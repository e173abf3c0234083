//! Content store - reads and writes post files and per-post assets

use chrono::{DateTime, Utc};
use std::cmp::Reverse;
use std::fs;
use std::path::{Path, PathBuf};
use walkdir::WalkDir;

use super::slug::{sanitize_file_name, validate_slug};
use super::Post;
use crate::error::{Error, Result};

/// Extension of post files in the content directory
pub const POST_EXTENSION: &str = "mdx";

/// URL prefix (and directory under the public dir) for uploaded assets
pub const IMAGES_DIR: &str = "images";

/// File-backed content store
#[derive(Debug, Clone)]
pub struct ContentStore {
    root: PathBuf,
    content_dir: PathBuf,
    public_dir: PathBuf,
}

impl ContentStore {
    /// Create a store rooted at `root` (the repository checkout)
    pub fn new<P: AsRef<Path>>(root: P, content_dir: &str, public_dir: &str) -> Self {
        let root = root.as_ref().to_path_buf();
        Self {
            content_dir: root.join(content_dir),
            public_dir: root.join(public_dir),
            root,
        }
    }

    pub fn content_dir(&self) -> &Path {
        &self.content_dir
    }

    /// Directory served under `/images`
    pub fn images_dir(&self) -> PathBuf {
        self.public_dir.join(IMAGES_DIR)
    }

    /// Path of the file backing `slug`
    pub fn post_path(&self, slug: &str) -> PathBuf {
        self.content_dir.join(format!("{}.{}", slug, POST_EXTENSION))
    }

    /// Directory holding uploaded assets for `slug`
    pub fn asset_dir(&self, slug: &str) -> PathBuf {
        self.images_dir().join(slug)
    }

    /// Express `path` relative to the store root, for version control
    pub fn relative(&self, path: &Path) -> PathBuf {
        path.strip_prefix(&self.root).unwrap_or(path).to_path_buf()
    }

    /// List published posts, newest first
    ///
    /// Posts without a readable date sort after dated ones; ties fall back to slug order.
    pub fn list_posts(&self) -> Result<Vec<Post>> {
        if !self.content_dir.exists() {
            return Ok(Vec::new());
        }

        let mut posts = Vec::new();

        for entry in WalkDir::new(&self.content_dir)
            .min_depth(1)
            .max_depth(1)
            .into_iter()
            .filter_map(|e| e.ok())
        {
            let path = entry.path();
            if !path.is_file() || !is_post_file(path) {
                continue;
            }
            let Some(slug) = path.file_stem().and_then(|s| s.to_str()) else {
                continue;
            };

            match fs::read_to_string(path) {
                Ok(source) => {
                    let post = Post::from_source(slug, &source);
                    if post.meta.published {
                        posts.push(post);
                    }
                }
                Err(e) => {
                    tracing::warn!("Failed to read post {:?}: {}", path, e);
                }
            }
        }

        posts.sort_by_cached_key(|p| (Reverse(p.date()), p.slug.clone()));

        Ok(posts)
    }

    /// Load a single post, published or not
    ///
    /// Any failure (bad slug, missing file, unreadable file) yields `None`.
    pub fn get_post(&self, slug: &str) -> Option<Post> {
        if validate_slug(slug).is_err() {
            tracing::warn!("Refusing to read post with invalid slug {:?}", slug);
            return None;
        }

        let path = self.post_path(slug);
        match fs::read_to_string(&path) {
            Ok(source) => Some(Post::from_source(slug, &source)),
            Err(e) => {
                tracing::warn!("Error reading post {}: {}", slug, e);
                None
            }
        }
    }

    /// Write (or overwrite) the file backing `slug`
    pub fn save_post(&self, slug: &str, content: &str) -> Result<PathBuf> {
        validate_slug(slug)?;

        fs::create_dir_all(&self.content_dir)?;
        let path = self.post_path(slug);
        fs::write(&path, content)?;

        tracing::info!("Saved post {} to {:?}", slug, path);
        Ok(path)
    }

    /// Store an uploaded asset for `slug`, returning its public URL
    ///
    /// The stored name is `<millis>-<random>-<sanitized original name>`.
    pub fn store_asset(
        &self,
        slug: &str,
        file_name: &str,
        bytes: &[u8],
        now: DateTime<Utc>,
    ) -> Result<String> {
        validate_slug(slug)?;
        if bytes.is_empty() {
            return Err(Error::MissingFile);
        }

        let dir = self.asset_dir(slug);
        fs::create_dir_all(&dir)?;

        let nonce = uuid::Uuid::new_v4().simple().to_string();
        let name = format!(
            "{}-{}-{}",
            now.timestamp_millis(),
            &nonce[..8],
            sanitize_file_name(file_name)
        );
        fs::write(dir.join(&name), bytes)?;

        tracing::info!("Stored asset {} for {}", name, slug);
        Ok(format!("/{}/{}/{}", IMAGES_DIR, slug, name))
    }
}

/// Check if a file is a post file
fn is_post_file(path: &Path) -> bool {
    path.extension()
        .and_then(|e| e.to_str())
        .map(|e| e == POST_EXTENSION)
        .unwrap_or(false)
}

#[cfg(test)]
mod tests {
    use super::*;
    use tempfile::TempDir;

    fn store() -> (TempDir, ContentStore) {
        let dir = TempDir::new().unwrap();
        let store = ContentStore::new(dir.path(), "content", "public");
        (dir, store)
    }

    fn write(store: &ContentStore, slug: &str, source: &str) {
        fs::create_dir_all(store.content_dir()).unwrap();
        fs::write(store.post_path(slug), source).unwrap();
    }

    #[test]
    fn test_missing_content_dir_is_empty() {
        let (_dir, store) = store();
        assert!(store.list_posts().unwrap().is_empty());
    }

    #[test]
    fn test_list_posts_filters_and_sorts() {
        let (_dir, store) = store();
        write(&store, "old", "---\ntitle: Old\ndate: 2023-01-01\n---\nold");
        write(&store, "new", "---\ntitle: New\ndate: 2024-06-01\n---\nnew");
        write(&store, "hidden", "---\ntitle: Hidden\ndate: 2025-01-01\npublished: false\n---\n");
        write(&store, "undated", "---\ntitle: Undated\n---\n");
        fs::write(store.content_dir().join("notes.txt"), "ignored").unwrap();

        let posts = store.list_posts().unwrap();
        let slugs: Vec<_> = posts.iter().map(|p| p.slug.as_str()).collect();
        assert_eq!(slugs, vec!["new", "old", "undated"]);
        assert!(posts.iter().all(|p| p.meta.published));
    }

    #[test]
    fn test_get_post() {
        let (_dir, store) = store();
        write(&store, "hidden", "---\ntitle: Hidden\npublished: false\n---\nbody");

        let post = store.get_post("hidden").unwrap();
        assert_eq!(post.meta.title, "Hidden");
        assert!(!post.meta.published);

        assert!(store.get_post("missing").is_none());
        assert!(store.get_post("../secret").is_none());
    }

    #[test]
    fn test_save_then_get() {
        let (_dir, store) = store();
        let path = store.save_post("a-b", "hi").unwrap();
        assert!(path.ends_with("content/a-b.mdx"));

        let post = store.get_post("a-b").unwrap();
        assert_eq!(post.slug, "a-b");
        assert_eq!(post.content, "hi");
    }

    #[test]
    fn test_save_rejects_bad_slug() {
        let (_dir, store) = store();
        assert!(matches!(
            store.save_post("Bad Slug", "hi"),
            Err(Error::InvalidSlug(_))
        ));
        assert!(!store.content_dir().exists());
    }

    #[test]
    fn test_store_asset() {
        let (_dir, store) = store();
        let now = DateTime::from_timestamp_millis(1_700_000_000_000).unwrap();

        let url = store.store_asset("a-b", "Cat Photo.JPG", b"jpeg", now).unwrap();
        assert!(url.starts_with("/images/a-b/1700000000000-"));
        assert!(url.ends_with("-cat-photo-jpg"));

        let name = url.rsplit('/').next().unwrap();
        let stored = fs::read(store.asset_dir("a-b").join(name)).unwrap();
        assert_eq!(stored, b"jpeg");

        let again = store.store_asset("a-b", "Cat Photo.JPG", b"jpeg", now).unwrap();
        assert_ne!(url, again);
    }

    #[test]
    fn test_store_asset_rejects_empty_file() {
        let (_dir, store) = store();
        assert!(matches!(
            store.store_asset("a-b", "x.png", b"", Utc::now()),
            Err(Error::MissingFile)
        ));
    }

    #[test]
    fn test_relative() {
        let (_dir, store) = store();
        let rel = store.relative(&store.post_path("a-b"));
        assert_eq!(rel, PathBuf::from("content/a-b.mdx"));
    }

    #[test]
    fn test_malformed_drafts_are_not_listed() {
        let (_dir, store) = store();
        write(
            &store,
            "draft",
            "---\ntitle: Secret\ntags: {a: 1}\npublished: false\n---\nbody",
        );
        write(
            &store,
            "draft2",
            "---\ntitle: [Secret, Two]\npublished: false\n---\nbody",
        );
        write(&store, "visible", "---\ntitle: Visible\n---\nbody");

        let slugs: Vec<_> = store
            .list_posts()
            .unwrap()
            .into_iter()
            .map(|p| p.slug)
            .collect();
        assert_eq!(slugs, vec!["visible"]);
    }
}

==================================================

Aim of the exercise :: Copy the entries word for word. Start at the first line and end with the line containing "Directory holding uploaded".

Answer space ::
repository e173abf3c0234083
//! Content store - reads and writes post files and per-post assets

use chrono::{DateTime, Utc};
use std::cmp::Reverse;
use std::fs;
use std::path::{Path, PathBuf};
use walkdir::WalkDir;

use super::slug::{sanitize_file_name, validate_slug};
use super::Post;
use crate::error::{Error, Result};

/// Extension of post files in the content directory
pub const POST_EXTENSION: &str = "mdx";

/// URL prefix (and directory under the public dir) for uploaded assets
pub const IMAGES_DIR: &str = "images";

/// File-backed content store
#[derive(Debug, Clone)]
pub struct ContentStore {
    root: PathBuf,
    content_dir: PathBuf,
    public_dir: PathBuf,
}

impl ContentStore {
    /// Create a store rooted at `root` (the repository checkout)
    pub fn new<P: AsRef<Path>>(root: P, content_dir: &str, public_dir: &str) -> Self {
        let root = root.as_ref().to_path_buf();
        Self {
            content_dir: root.join(content_dir),
            public_dir: root.join(public_dir),
            root,
        }
    }

    pub fn content_dir(&self) -> &Path {
        &self.content_dir
    }

    /// Directory served under `/images`
    pub fn images_dir(&self) -> PathBuf {
        self.public_dir.join(IMAGES_DIR)
    }

    /// Path of the file backing `slug`
    pub fn post_path(&self, slug: &str) -> PathBuf {
        self.content_dir.join(format!("{}.{}", slug, POST_EXTENSION))
    }

    /// Directory holding uploaded assets for `slug`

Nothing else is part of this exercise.